Floats and Doubles - 2021.2 English

Vitis High-Level Synthesis User Guide (UG1399)

Document ID
English (United States)
Release Date
2021.2 English

Vitis HLS supports float and double types for synthesis. Both data types are synthesized with IEEE-754 standard partial compliance (see Floating-Point Operator LogiCORE IP Product Guide (PG060)).

  • Single-precision 32-bit
    • 24-bit fraction
    • 8-bit exponent
  • Double-precision 64-bit
    • 53-bit fraction
    • 11-bit exponent

In addition to using floats and doubles for standard arithmetic operations (such as +, -, * ) floats and doubles are commonly used with the math.h (and cmath.h for C++). This section discusses support for standard operators.

The following code example shows the header file used with Standard Types updated to define the data types to be double and float types.

#include <stdio.h>
#include <stdint.h>
#include <math.h>

#define N 9

typedef double din_A;
typedef double din_B;
typedef double din_C;
typedef float din_D;

typedef double dout_1;
typedef double dout_2;
typedef double dout_3;
typedef float dout_4;

void types_float_double(din_A inA,din_B inB,din_C inC,din_D inD,dout_1 
*out1,dout_2 *out2,dout_3 *out3,dout_4 *out4);

This updated header file is used with the following code example where a sqrtf() function is used.

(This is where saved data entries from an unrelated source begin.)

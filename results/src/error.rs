//! Error types for result parsing.

use thiserror::Error;

/// Errors raised by a strict [`ResultLogParser`](crate::ResultLogParser).
///
/// The permissive parser never fails; it reports the same conditions as
/// [`ParseWarning`](crate::ParseWarning)s instead.
#[derive(Error, Debug, Clone, PartialEq, Eq)]
pub enum ResultLogError {
    /// A message line appeared before any header line.
    #[error("line {line_number}: message line before any test header: {line:?}")]
    OrphanLine {
        /// 1-based line number in the log.
        line_number: usize,
        /// The offending line, unmodified.
        line: String,
    },
}
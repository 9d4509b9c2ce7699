//! Result code classification.

use serde::Serialize;

/// What a result-log code means.
///
/// Records keep the raw code; this is only for summaries.
#[derive(Debug, Clone, Copy, PartialEq, Eq, Hash, Serialize)]
#[serde(rename_all = "snake_case")]
pub enum Outcome {
    Passed,
    Failed,
    Error,
    Skipped,
    XFailed,
    XPassed,
    Other(char),
}

impl Outcome {
    /// Maps a pytest result-log code to an outcome.
    #[must_use]
    pub fn from_code(code: char) -> Self {
        match code {
            '.' => Self::Passed,
            'F' => Self::Failed,
            'E' => Self::Error,
            's' => Self::Skipped,
            'x' => Self::XFailed,
            'X' => Self::XPassed,
            other => Self::Other(other),
        }
    }

    /// Returns `true` for outcomes that make a run fail.
    #[must_use]
    pub fn is_failure(self) -> bool {
        matches!(self, Self::Failed | Self::Error)
    }
}

#[cfg(test)]
mod tests {
    use super::*;

    #[test]
    fn known_codes() {
        assert_eq!(Outcome::from_code('.'), Outcome::Passed);
        assert_eq!(Outcome::from_code('F'), Outcome::Failed);
        assert_eq!(Outcome::from_code('E'), Outcome::Error);
        assert_eq!(Outcome::from_code('s'), Outcome::Skipped);
        assert_eq!(Outcome::from_code('x'), Outcome::XFailed);
        assert_eq!(Outcome::from_code('X'), Outcome::XPassed);
    }

    #[test]
    fn unknown_code_is_carried() {
        assert_eq!(Outcome::from_code('P'), Outcome::Other('P'));
        assert!(!Outcome::from_code('P').is_failure());
    }

    #[test]
    fn failures() {
        assert!(Outcome::Failed.is_failure());
        assert!(Outcome::Error.is_failure());
        assert!(!Outcome::XFailed.is_failure());
    }
}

#include "types_float_double.h"

void types_float_double(
 din_A  inA,
 din_B  inB,
 din_C  inC,
 din_D  inD,
 dout_1 *out1,
 dout_2 *out2,
 dout_3 *out3,
 dout_4 *out4
 ) {

 // Basic arithmetic & math.h sqrtf() 
 *out1 = inA * inB;
 *out2 = inB + inA;
 *out3 = inC / inA;
 *out4 = sqrtf(inD);


When the example above is synthesized, it results in 64-bit double-precision multiplier, adder, and divider operators. These operators are implemented by the appropriate floating-point Xilinx IP catalog cores.

The square-root function used sqrtf() is implemented using a 32-bit single-precision floating-point core.

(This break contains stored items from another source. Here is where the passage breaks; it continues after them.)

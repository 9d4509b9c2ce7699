//! HTTP routes for the wipwatch Monitor.
//!
//! - `GET /tests`: the stored `pytest-tests` states for the project
//! - `GET /ws`: WebSocket stream of outbound records, optionally filtered by
//!   `key` and `kind`
//! - `GET /health`: liveness and observer count
//!
//! ```rust,no_run
//! use wipwatch_monitor::config::Config;
//! use wipwatch_monitor::hub::LocalHub;
//! use wipwatch_monitor::routes::{create_router, AppState};
//!
//! let config = Config::new("/srv/shop", "shop");
//! let router = create_router(AppState::new(config, LocalHub::new()));
//! ```

use std::sync::Arc;

use axum::{
    extract::{ws::WebSocket, Query, State, WebSocketUpgrade},
    response::Response,
    routing::get,
    Json, Router,
};
use serde::{Deserialize, Serialize};
use tokio::sync::broadcast::error::RecvError;
use tokio::time::Instant;
use tower_http::cors::CorsLayer;
use tower_http::trace::TraceLayer;
use tracing::{debug, error, info, trace, warn};

use crate::config::Config;
use crate::hub::{LocalHub, RecordSink, StateQuery};
use crate::tasks::TESTS_STATE_KEY;
use crate::types::{Record, RecordKind, PYTEST_PLUGIN};

/// Shared state for all route handlers.
#[derive(Clone)]
pub struct AppState {
    pub config: Arc<Config>,
    pub hub: LocalHub,
    pub start_time: Instant,
}

impl AppState {
    #[must_use]
    pub fn new(config: Config, hub: LocalHub) -> Self {
        Self {
            config: Arc::new(config),
            hub,
            start_time: Instant::now(),
        }
    }
}

impl std::fmt::Debug for AppState {
    fn fmt(&self, f: &mut std::fmt::Formatter<'_>) -> std::fmt::Result {
        f.debug_struct("AppState")
            .field("project", &self.config.project_name)
            .field("hub", &self.hub)
            .field("start_time", &self.start_time)
            .finish()
    }
}

/// Creates the router with all routes configured.
pub fn create_router(state: AppState) -> Router {
    Router::new()
        .route("/tests", get(get_tests))
        .route("/ws", get(get_ws))
        .route("/health", get(get_health))
        .layer(CorsLayer::permissive())
        .layer(TraceLayer::new_for_http())
        .with_state(state)
}

/// GET /tests - latest collected test inventory.
async fn get_tests(State(state): State<AppState>) -> Json<Vec<Record>> {
    let query = StateQuery::new()
        .with_project(state.config.project_name.clone())
        .with_plugin(PYTEST_PLUGIN)
        .with_key(TESTS_STATE_KEY);

    let states = state.hub.states(&query);
    debug!(count = states.len(), "Serving collected tests");
    Json(states)
}

/// Query parameters for WebSocket subscription.
#[derive(Debug, Default, Deserialize)]
pub struct WsQueryParams {
    /// Only records with this key.
    pub key: Option<String>,

    /// Only states or only events.
    pub kind: Option<RecordKind>,
}

impl WsQueryParams {
    fn matches(&self, record: &Record) -> bool {
        self.key.as_ref().is_none_or(|key| &record.key == key)
            && self.kind.is_none_or(|kind| record.kind == kind)
    }
}

/// GET /ws - stream outbound records as JSON text messages.
async fn get_ws(
    State(state): State<AppState>,
    Query(params): Query<WsQueryParams>,
    ws: WebSocketUpgrade,
) -> Response {
    info!(key = ?params.key, kind = ?params.kind, "WebSocket client connecting");
    ws.on_upgrade(move |socket| handle_websocket(socket, state.hub, params))
}

async fn handle_websocket(socket: WebSocket, hub: LocalHub, params: WsQueryParams) {
    use axum::extract::ws::Message;
    use futures_util::{SinkExt, StreamExt};

    let (mut sender, mut receiver) = socket.split();
    let mut records = hub.watch_records();

    info!("WebSocket client connected");

    let forward_task = tokio::spawn(async move {
        loop {
            match records.recv().await {
                Ok(record) => {
                    if !params.matches(&record) {
                        trace!(record_id = %record.id, "Record filtered out");
                        continue;
                    }

                    match serde_json::to_string(&record) {
                        Ok(json) => {
                            if let Err(err) = sender.send(Message::Text(json.into())).await {
                                debug!(error = %err, "Failed to send record to WebSocket client");
                                break;
                            }
                        }
                        Err(err) => {
                            error!(error = %err, "Failed to serialize record");
                        }
                    }
                }
                Err(RecvError::Lagged(count)) => {
                    warn!(skipped = count, "WebSocket client lagged, skipped records");
                }
                Err(RecvError::Closed) => {
                    debug!("Hub closed");
                    break;
                }
            }
        }
    });

    while let Some(msg) = receiver.next().await {
        match msg {
            Ok(Message::Close(_)) => break,
            Ok(_) => {}
            Err(err) => {
                debug!(error = %err, "WebSocket error");
                break;
            }
        }
    }

    forward_task.abort();
    info!("WebSocket client disconnected");
}

/// Response body for the health endpoint.
#[derive(Debug, Serialize, Deserialize)]
#[serde(rename_all = "camelCase")]
pub struct HealthResponse {
    pub status: String,

    /// Connected record observers (WebSocket clients).
    pub subscribers: usize,

    pub uptime_seconds: u64,
}

/// GET /health
async fn get_health(State(state): State<AppState>) -> Json<HealthResponse> {
    Json(HealthResponse {
        status: "ok".to_string(),
        subscribers: state.hub.observer_count(),
        uptime_seconds: state.start_time.elapsed().as_secs(),
    })
}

If the double-precision square-root function sqrt() was used, it would result in additional logic to cast to and from the 32-bit single-precision float types used for inD and out4: sqrt() is a double-precision (double) function, while sqrtf() is a single precision (float) function.

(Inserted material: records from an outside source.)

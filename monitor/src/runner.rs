//! pytest invocations.
//!
//! [`execute`] runs one subprocess with captured output and a timeout.
//! [`PytestRunner`] builds the two invocations the monitor needs on top of it:
//! test collection and a WIP run that writes a result log.

use std::path::{Path, PathBuf};
use std::process::Stdio;
use std::time::Duration;

use thiserror::Error;
use tokio::process::Command;
use tracing::{debug, info, warn};
use wipwatch_results::{
    parse_collect_output, CollectedTest, Outcome, ParseWarning, ResultLogParser, ResultRecord,
};

use crate::config::Config;

/// Errors from running the test command.
#[derive(Error, Debug)]
pub enum RunnerError {
    /// The process could not be started.
    #[error("failed to start {program}: {source}")]
    Spawn {
        program: String,
        #[source]
        source: std::io::Error,
    },

    /// The process did not finish in time and was killed.
    #[error("test command timed out after {0:?}")]
    Timeout(Duration),

    /// Waiting on the process or handling its result log failed.
    #[error("I/O error: {0}")]
    Io(#[from] std::io::Error),

    /// No program was configured.
    #[error("empty test command")]
    EmptyCommand,
}

/// Captured result of a finished process.
#[derive(Debug, Clone, PartialEq, Eq)]
pub struct ProcessOutput {
    /// Exit code, `-1` if the process was terminated by a signal.
    pub exit_code: i32,
    pub stdout: String,
    pub stderr: String,
}

/// Runs `program` with `args` in `cwd`, capturing stdout and stderr.
///
/// The child is killed if it outlives `timeout`.
///
/// # Errors
///
/// Returns [`RunnerError::Spawn`] if the program cannot be started,
/// [`RunnerError::Timeout`] if it runs too long.
pub async fn execute(
    program: &str,
    args: &[String],
    cwd: &Path,
    timeout: Duration,
) -> Result<ProcessOutput, RunnerError> {
    debug!(program, ?args, cwd = %cwd.display(), "Spawning process");

    let child = Command::new(program)
        .args(args)
        .current_dir(cwd)
        .stdin(Stdio::null())
        .stdout(Stdio::piped())
        .stderr(Stdio::piped())
        .kill_on_drop(true)
        .spawn()
        .map_err(|source| RunnerError::Spawn {
            program: program.to_string(),
            source,
        })?;

    let output = tokio::time::timeout(timeout, child.wait_with_output())
        .await
        .map_err(|_| RunnerError::Timeout(timeout))??;

    let exit_code = output.status.code().unwrap_or(-1);
    debug!(program, exit_code, "Process finished");

    Ok(ProcessOutput {
        exit_code,
        stdout: String::from_utf8_lossy(&output.stdout).into_owned(),
        stderr: String::from_utf8_lossy(&output.stderr).into_owned(),
    })
}

/// Outcome of one WIP test run.
#[derive(Debug, Clone, Default, PartialEq, Eq)]
pub struct WipRun {
    pub exit_code: i32,

    /// Parsed result log, in file order. Empty if no log was written or
    /// strict parsing rejected it.
    pub records: Vec<ResultRecord>,

    /// Anomalies reported by permissive parsing.
    pub warnings: Vec<ParseWarning>,
}

/// Runs pytest for a project.
#[derive(Debug, Clone)]
pub struct PytestRunner {
    program: String,
    leading_args: Vec<String>,
    project_root: PathBuf,
    tests_path: String,
    wip_mark: String,
    timeout: Duration,
    parser: ResultLogParser,
}

impl PytestRunner {
    /// Builds a runner from the project configuration.
    ///
    /// # Errors
    ///
    /// Returns [`RunnerError::EmptyCommand`] if `pytest_command` is empty.
    pub fn from_config(config: &Config) -> Result<Self, RunnerError> {
        let (program, leading_args) = config
            .pytest_command
            .split_first()
            .ok_or(RunnerError::EmptyCommand)?;

        let parser = if config.strict_parse {
            ResultLogParser::strict()
        } else {
            ResultLogParser::new()
        };

        Ok(Self {
            program: program.clone(),
            leading_args: leading_args.to_vec(),
            project_root: config.project_root.clone(),
            tests_path: config.tests_path.clone(),
            wip_mark: config.wip_mark.clone(),
            timeout: config.run_timeout,
            parser,
        })
    }

    /// Collects the test inventory with `pytest --collect-only`.
    ///
    /// # Errors
    ///
    /// Returns an error if pytest cannot be run.
    pub async fn collect(&self) -> Result<Vec<CollectedTest>, RunnerError> {
        let args = self.args(["--collect-only".to_string(), self.tests_path.clone()]);
        let output = execute(&self.program, &args, &self.project_root, self.timeout).await?;

        let tests = parse_collect_output(&output.stdout);
        info!(
            exit_code = output.exit_code,
            tests = tests.len(),
            "Collected tests"
        );
        Ok(tests)
    }

    /// Runs the tests carrying the WIP marker and parses their result log.
    ///
    /// # Errors
    ///
    /// Returns an error if pytest cannot be run or the result log file cannot
    /// be created.
    pub async fn run_wip(&self) -> Result<WipRun, RunnerError> {
        let log_file = tempfile::Builder::new()
            .prefix("wipwatch-")
            .suffix(".log")
            .tempfile()?;

        let args = self.args([
            "-r".to_string(),
            "fesxX".to_string(),
            "-v".to_string(),
            "-m".to_string(),
            self.wip_mark.clone(),
            "--result-log".to_string(),
            log_file.path().to_string_lossy().into_owned(),
            self.tests_path.clone(),
        ]);
        let output = execute(&self.program, &args, &self.project_root, self.timeout).await?;

        // The log is written in pytest's locale encoding, not always UTF-8.
        let content = match tokio::fs::read(log_file.path()).await {
            Ok(bytes) => String::from_utf8_lossy(&bytes).into_owned(),
            Err(e) if e.kind() == std::io::ErrorKind::NotFound => String::new(),
            Err(e) => return Err(e.into()),
        };

        let (records, warnings) = match self.parser.parse(&content) {
            Ok(parsed) => (parsed.records, parsed.warnings),
            Err(e) => {
                warn!(error = %e, "Rejected result log, reporting no details");
                (Vec::new(), Vec::new())
            }
        };

        for warning in &warnings {
            warn!(%warning, "Result log anomaly");
        }

        let failures = records
            .iter()
            .filter(|record| Outcome::from_code(record.result).is_failure())
            .count();
        info!(
            exit_code = output.exit_code,
            results = records.len(),
            failures,
            "WIP tests finished"
        );

        Ok(WipRun {
            exit_code: output.exit_code,
            records,
            warnings,
        })
    }

    fn args(&self, extra: impl IntoIterator<Item = String>) -> Vec<String> {
        self.leading_args.iter().cloned().chain(extra).collect()
    }
}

In C functions, be careful when mixing float and double types as float-to-double and double-to-float conversion units are inferred in the hardware.

float foo_f    = 3.1459;
float var_f = sqrt(foo_f); 

The above code results in the following hardware:

-> Float-to-Double Converter unit
-> Double-Precision Square Root unit
-> Double-to-Float Converter unit
-> wire (var_f)

Using a sqrtf() function:

  • Removes the need for the type converters in hardware
  • Saves area
  • Improves timing

When synthesizing float and double types, Vitis HLS maintains the order of operations performed in the C code to ensure that the results are the same as the C simulation. Due to saturation and truncation, the following are not guaranteed to be the same in single and double precision operations:

       A=B*C; A=B*F;
       D=E*F; D=E*C;
       O1=A*D O2=A*D;

With float and double types, O1 and O2 are not guaranteed to be the same.

Tip: In some cases (design dependent), optimizations such as unrolling or partial unrolling of loops, might not be able to take full advantage of parallel computations as Vitis HLS maintains the strict order of the operations when synthesizing float and double types. This restriction can be overridden using config_compile -unsafe_math_optimizations.

For C++ designs, Vitis HLS provides a bit-approximate implementation of the most commonly used math functions.

Floating-Point Accumulator and MAC

Floating point accumulators (facc), multiply and accumulate (fmacc), and multiply and add (fmadd) can be enabled using the config_op command shown below:

config_op <facc|fmacc|fmadd> -impl <none|auto> -precision <low|standard|high>

Vitis HLS supports different levels of precision for these operators that tradeoff between performance, area, and precision on both Versal and non-Versal devices.

  • Low-precision accumulation is suitable for high-throughput low-precision floating point accumulation and multiply-accumulation, this mode is only available in non-Versal devices.
    • It uses an integer accumulator with a pre-scaler and a post-scaler (to convert input and output to single-precision or double-precision floating point).
      • It uses a 60 bit and 100 bit accumulator for single and double precision inputs respectively.
      • It can cause cosim mismatches due to insufficient precision with respect to C++ simulation
    • It can always be pipelined with an II=1 without source code changes
    • It uses approximately 3X the resources of standard-precision floating point accumulation, which achieves an II that is typically between 3 and 5, depending on clock frequency and target device.
    Using low-precision, accumulation for floats and doubles is supported with an initiation interval (II) of 1 on all devices. This means that the following code can be pipelined with an II of 1 without any additional coding:
    float foo(float A[10], float B[10]) {
     float sum = 0.0;
     for (int i = 0; i < 10; i++) {
     sum += A[i] * B[i];
     return sum;
  • Standard-precision accumulation and multiply-add is suitable for most uses of floating-point, and is available on Versal and non-Versal devices.
    • It always uses a true floating-point accumulator
    • It can be pipelined with an II=1 on Versal devices.
    • It can be pipelined with an II that is typically between 3 and 5 (depending on clock frequency and target device) on non-Versal devices. The standard precision mode is more efficient on Versal devices than on non-Versal devices.
  • High-precision fused multiply-add is suitable for high-precision applications and is available on Versal devices.
    • It uses one extra bit of precision
    • It always uses a single fused multiply-add, with a single rounding at the end, although it uses more resources than the unfused multiply-add
    • It can cause cosim mismatches due to the extra precision with respect to C++ simulation
Tip: To achieve the same results as in prior releases, use the following configuration:
config_op facc -impl auto -precision low